Abstract : Certains trips psychédéliques sont comme des intuitions ou des expériences de systèmes métaphysiques bien connus de la philosophie. Dans le cadre d'un usage thérapeutique de psychédéliques ces trips sont ceux ayant les effets thérapeutiques les plus bénéfiques. Peter Sjöstedt fait l'hypothèse que l'utilisation des modèles et concepts métaphysiques classiques facilite la description, l'évaluation et l'intégration de l'expérience thérapeutique (ou non) assistée par psychédéliques. La métaphysique étant fondée sur l'argumentation et le raisonnement, le recours aux modèles de pensée métaphysiques (panpsychisme, métempsychose, idéalisme, etc ..) permet de rendre plus intelligible les récits d'expériences, d'ancrer plus profondément l'expérience, de la rendre plus compréhensible, et donc de faciliter l'intégration des psychothérapies assistées par psychédéliques. Pour reformuler, disons que les théories métaphysiques reconnues s'apparentent aux systèmes découverts et ressentis sous l'effet des psychédéliques et que les concepts métaphysiques peuvent servir de modèles aux expériences des voyageurs psychonautes qui tireront plus de contenu et plus de sens de ces expériences.
Dans son article, Peter Sjöstedt commence par définir soigneusement ce qu'il entend par métaphysique, comment métaphysique et mysticisme se complètent et se différencient, et comment se place l'expérience psychédélique par rapport à ces deux types de connaissances.
La Métaphysique s'intéresse à la substance fondamentale de la réalité, c'est à dire les relations entre la matière et l'esprit, la nature du temps, de l'espace, de la conscience et de l'identité. D'après Russel, la métaphysique est une tentative de concevoir le monde comme un tout produite par l'union et le conflit entre science et mysticisme. La métaphysique s'efforce de formaliser nos intuitions sur la nature des choses afin de les rendre intelligibles et convaincantes, mais rien ne peut être démontré car chaque théorie (ex matérialisme/idéalisme) repose sur un présupposé intuitif et invérifiable.
Mysticisme. Le sentiment d'unité du moi et le sentiment d'exister plus intensément se trouvent au cœur de la définition actuelle du mysticisme.

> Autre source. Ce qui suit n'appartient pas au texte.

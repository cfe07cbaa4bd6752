//! Surface materials

use crate::capture::SkinTexture;

/// Linear RGB colour with components in 0.0..=1.0
#[derive(Clone, Copy, Debug, PartialEq)]
pub struct Rgb {
    pub r: f32,
    pub g: f32,
    pub b: f32,
}

impl Rgb {
    pub const BLACK: Self = Self::new(0.0, 0.0, 0.0);
    pub const WHITE: Self = Self::new(1.0, 1.0, 1.0);

    pub const fn new(r: f32, g: f32, b: f32) -> Self {
        Self { r, g, b }
    }

    /// Colour from a `0xRRGGBB` literal
    pub const fn from_hex(hex: u32) -> Self {
        Self::new(
            ((hex >> 16) & 0xff) as f32 / 255.0,
            ((hex >> 8) & 0xff) as f32 / 255.0,
            (hex & 0xff) as f32 / 255.0,
        )
    }

    pub fn scale(self, factor: f32) -> Self {
        Self::new(self.r * factor, self.g * factor, self.b * factor)
    }

    pub fn mul(self, other: Self) -> Self {
        Self::new(self.r * other.r, self.g * other.g, self.b * other.b)
    }

    pub fn add(self, other: Self) -> Self {
        Self::new(self.r + other.r, self.g + other.g, self.b + other.b)
    }

    pub fn lerp(self, other: Self, t: f32) -> Self {
        Self::new(
            self.r + (other.r - self.r) * t,
            self.g + (other.g - self.g) * t,
            self.b + (other.b - self.b) * t,
        )
    }

    pub fn is_black(self) -> bool {
        self.r == 0.0 && self.g == 0.0 && self.b == 0.0
    }

    /// Quantize to 8-bit channels, clamping out-of-range values
    pub fn to_rgb8(self) -> [u8; 3] {
        let q = |c: f32| (c.clamp(0.0, 1.0) * 255.0 + 0.5) as u8;
        [q(self.r), q(self.g), q(self.b)]
    }

    pub fn from_rgb8(rgb: [u8; 3]) -> Self {
        Self::new(
            rgb[0] as f32 / 255.0,
            rgb[1] as f32 / 255.0,
            rgb[2] as f32 / 255.0,
        )
    }
}

/// Emissive intensity applied to a selected part
pub const HIGHLIGHT_INTENSITY: f32 = 0.3;

/// Standard toy material.
///
/// `emissive` and `emissive_intensity` carry the selection glow; `skin` is only
/// ever set on the body.
#[derive(Clone, Debug, PartialEq)]
pub struct Material {
    pub color: Rgb,
    pub roughness: f32,
    pub opacity: f32,
    pub emissive: Rgb,
    pub emissive_intensity: f32,
    /// Lights up when the owning part is selected
    pub can_glow: bool,
    /// Ignore scene lighting (flat colour)
    pub unlit: bool,
    pub skin: Option<SkinTexture>,
}

impl Default for Material {
    fn default() -> Self {
        Self {
            color: Rgb::WHITE,
            roughness: 1.0,
            opacity: 1.0,
            emissive: Rgb::BLACK,
            emissive_intensity: 0.0,
            can_glow: false,
            unlit: false,
            skin: None,
        }
    }
}

impl Material {
    pub fn standard(color: Rgb, roughness: f32) -> Self {
        Self {
            color,
            roughness,
            ..Self::default()
        }
    }

    /// Flat colour that ignores lighting
    pub fn basic(color: Rgb, opacity: f32) -> Self {
        Self {
            color,
            opacity,
            unlit: true,
            ..Self::default()
        }
    }

    pub fn with_opacity(mut self, opacity: f32) -> Self {
        self.opacity = opacity.clamp(0.0, 1.0);
        self
    }

    pub fn glowing(mut self) -> Self {
        self.can_glow = true;
        self
    }

    pub fn is_transparent(&self) -> bool {
        self.opacity < 1.0
    }

    /// Set the selection glow. Only affects materials flagged `can_glow`.
    pub fn highlight(&mut self) {
        if self.can_glow {
            self.emissive = Rgb::WHITE;
            self.emissive_intensity = HIGHLIGHT_INTENSITY;
        }
    }

    pub fn clear_emissive(&mut self) {
        self.emissive = Rgb::BLACK;
        self.emissive_intensity = 0.0;
    }

    pub fn is_emissive(&self) -> bool {
        self.emissive_intensity > 0.0 && !self.emissive.is_black()
    }

    /// Emissive contribution added on top of the lit colour
    pub fn emission(&self) -> Rgb {
        self.emissive.scale(self.emissive_intensity)
    }
}

#[cfg(test)]
mod tests {
    use super::*;

    #[test]
    fn test_from_hex() {
        let c = Rgb::from_hex(0x89d6f1);
        assert_eq!(c.to_rgb8(), [0x89, 0xd6, 0xf1]);
    }

    #[test]
    fn test_to_rgb8_clamps() {
        assert_eq!(Rgb::new(2.0, -1.0, 0.5).to_rgb8(), [255, 0, 128]);
    }

    #[test]
    fn test_highlight_requires_can_glow() {
        let mut plain = Material::standard(Rgb::WHITE, 0.5);
        plain.highlight();
        assert!(!plain.is_emissive());

        let mut glow = Material::standard(Rgb::WHITE, 0.5).glowing();
        glow.highlight();
        assert!(glow.is_emissive());
        assert_eq!(glow.emissive_intensity, HIGHLIGHT_INTENSITY);

        glow.clear_emissive();
        assert!(!glow.is_emissive());
    }
}
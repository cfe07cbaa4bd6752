//! Still image export
//!
//! Saves rendered frames as PNG files named `emotion_monster_<time>.png`.
//! Encoding and disk I/O run on a background thread; the UI polls for the
//! result once per frame.

use anyhow::{Context, Result, anyhow};
use image::RgbaImage;
use std::fs::File;
use std::io::BufWriter;
use std::path::{Path, PathBuf};
use std::sync::mpsc;
use std::thread;

/// File name prefix of exported images
pub const EXPORT_PREFIX: &str = "emotion_monster";
const SOFTWARE_KEYWORD: &str = "Software";
const SOFTWARE_NAME: &str = "Monster Builder";

/// Background PNG writer.
pub struct Exporter {
    directory: PathBuf,
    /// Channel for receiving save completion notifications
    save_receiver: Option<mpsc::Receiver<Result<PathBuf>>>,
}

impl Exporter {
    pub fn new(directory: impl Into<PathBuf>) -> Self {
        Self {
            directory: directory.into(),
            save_receiver: None,
        }
    }

    pub fn directory(&self) -> &Path {
        &self.directory
    }

    /// Save `image` in the background. A new request replaces the pending
    /// result channel of an earlier one.
    pub fn request(&mut self, image: RgbaImage) {
        let directory = self.directory.clone();
        let (tx, rx) = mpsc::channel();
        self.save_receiver = Some(rx);

        thread::spawn(move || {
            let result = export_to(&image, &directory);
            let _ = tx.send(result);
        });
    }

    pub fn is_saving(&self) -> bool {
        self.save_receiver.is_some()
    }

    /// Returns the result once the pending save has completed.
    pub fn poll(&mut self) -> Option<Result<PathBuf>> {
        let receiver = self.save_receiver.as_ref()?;
        match receiver.try_recv() {
            Ok(result) => {
                self.save_receiver = None;
                Some(result)
            }
            Err(mpsc::TryRecvError::Empty) => None,
            Err(mpsc::TryRecvError::Disconnected) => {
                self.save_receiver = None;
                Some(Err(anyhow!("Export thread stopped before finishing")))
            }
        }
    }
}

/// Default export directory under the platform data directory.
pub fn export_dir() -> Result<PathBuf> {
    let dir = crate::config::data_dir()
        .context("Failed to get project directories")?
        .join("exports");
    Ok(dir)
}

/// Timestamped file name that does not collide with an existing file in `dir`
fn unique_filename(dir: &Path) -> PathBuf {
    let stamp = chrono::Local::now().format("%Y-%m-%d_%H-%M-%S");
    let base = format!("{EXPORT_PREFIX}_{stamp}");
    let mut path = dir.join(format!("{base}.png"));
    let mut n = 2;
    while path.exists() {
        path = dir.join(format!("{base}_{n}.png"));
        n += 1;
    }
    path
}

fn export_to(image: &RgbaImage, dir: &Path) -> Result<PathBuf> {
    std::fs::create_dir_all(dir).context("Failed to create export directory")?;
    let path = unique_filename(dir);
    save_png(image, &path)?;
    tracing::info!("Monster exported: {}", path.display());
    Ok(path)
}

/// Write `image` to `path` as an 8-bit RGBA PNG with a `Software` text chunk.
pub fn save_png(image: &RgbaImage, path: &Path) -> Result<()> {
    let file = File::create(path)
        .with_context(|| format!("Failed to create export file {}", path.display()))?;
    let writer = BufWriter::new(file);

    let mut encoder = png::Encoder::new(writer, image.width(), image.height());
    encoder.set_color(png::ColorType::Rgba);
    encoder.set_depth(png::BitDepth::Eight);
    encoder
        .add_text_chunk(SOFTWARE_KEYWORD.to_string(), SOFTWARE_NAME.to_string())
        .context("Failed to add text chunk")?;

    let mut png_writer = encoder
        .write_header()
        .context("Failed to write PNG header")?;
    png_writer
        .write_image_data(image.as_raw())
        .context("Failed to write PNG data")?;
    png_writer.finish().context("Failed to finish PNG")?;
    Ok(())
}

#[cfg(test)]
mod tests {
    use super::*;
    use image::Rgba;
    use std::time::{Duration, Instant};

    fn wait(exporter: &mut Exporter) -> Result<PathBuf> {
        let start = Instant::now();
        loop {
            if let Some(result) = exporter.poll() {
                return result;
            }
            assert!(start.elapsed() < Duration::from_secs(10), "export timed out");
            thread::sleep(Duration::from_millis(5));
        }
    }

    #[test]
    fn test_save_png_with_text_chunk() {
        let dir = tempfile::tempdir().unwrap();
        let path = dir.path().join("monster.png");
        let image = RgbaImage::from_pixel(5, 3, Rgba([137, 214, 241, 255]));
        save_png(&image, &path).unwrap();

        let decoder = png::Decoder::new(File::open(&path).unwrap());
        let reader = decoder.read_info().unwrap();
        let info = reader.info();
        assert_eq!((info.width, info.height), (5, 3));
        assert!(
            info.uncompressed_latin1_text
                .iter()
                .any(|t| t.keyword == SOFTWARE_KEYWORD && t.text == SOFTWARE_NAME)
        );

        let loaded = image::open(&path).unwrap().to_rgba8();
        assert_eq!(loaded, image);
    }

    #[test]
    fn test_request_writes_file() {
        let dir = tempfile::tempdir().unwrap();
        let target = dir.path().join("nested");
        let mut exporter = Exporter::new(&target);
        assert!(exporter.poll().is_none());

        exporter.request(RgbaImage::new(4, 4));
        assert!(exporter.is_saving());
        let path = wait(&mut exporter).unwrap();

        assert!(!exporter.is_saving());
        assert!(path.exists());
        assert_eq!(path.parent(), Some(target.as_path()));
        let name = path.file_name().and_then(|n| n.to_str()).unwrap();
        assert!(name.starts_with("emotion_monster_"));
        assert!(name.ends_with(".png"));
    }

    #[test]
    fn test_repeated_exports_do_not_overwrite() {
        let dir = tempfile::tempdir().unwrap();
        let mut exporter = Exporter::new(dir.path());
        exporter.request(RgbaImage::new(2, 2));
        let first = wait(&mut exporter).unwrap();
        exporter.request(RgbaImage::new(2, 2));
        let second = wait(&mut exporter).unwrap();
        assert_ne!(first, second);
    }

    #[test]
    fn test_export_into_file_fails() {
        let dir = tempfile::tempdir().unwrap();
        let blocker = dir.path().join("not_a_dir");
        std::fs::write(&blocker, b"x").unwrap();

        let mut exporter = Exporter::new(&blocker);
        exporter.request(RgbaImage::new(2, 2));
        assert!(wait(&mut exporter).is_err());
    }

    #[test]
    fn test_lost_save_thread_reports_error() {
        let mut exporter = Exporter::new("unused");
        let (tx, rx) = mpsc::channel::<Result<PathBuf>>();
        drop(tx);
        exporter.save_receiver = Some(rx);

        let result = exporter.poll();
        assert!(matches!(result, Some(Err(_))));
        assert!(!exporter.is_saving());
        assert!(exporter.poll().is_none());
    }
}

Underhill écrit que "le mysticisme est l'art de l'union avec la réalité". H. Leuba, définit le terme "mystique" comme suit : Le terme "mystique" . signifiera pour nous toute expérience considérée par l'expérimentateur comme un contact (non par les sens, mais "immédiat", "intuitif") ou une union du soi avec un plus grand que soi, qu'on l'appelle l'Esprit du Monde, Dieu, l'Absolu, ou autre.
Afin de s'y retrouver parmi les différentes théories métaphysiques qui ont été élaborées en occident au cours des siècles, Peter Sjöstedt a élaboré une matrice ordonnée selon différents modèles ontologiques du monde (pour les colonnes) et par système de croyances (Athéisme, Panpsychisme, Théisme) pour les lignes.
Avec une telle profusion de termes en -isme, on s'y perd un peu c'est vrai.
La ligne en haut de la matrice liste par colonne et en caractère gras les principaux courants de pensée.
Monisme signifie indivisibilité de l'être (tout est esprit ou tout est matière) le monisme s'oppose en cela au
Dualisme qui reconnait l'existence de la matière et de l'esprit. Le monisme spécule que, malgré la diversité de manifestation des phénomènes l'univers entier constitue un seul être. Le monisme peut être matérialiste (physicaliste) , spiritualiste (idéaliste), ou encore neutre.
Quelques explications donc pour aider à s'y retrouver. Les 3 lignes, de haut en bas sont ordonnées par système de croyance. La ligne du haut liste - en petits caractères- les écoles de pensée qui se passent de croyance en Dieu et de transcendance.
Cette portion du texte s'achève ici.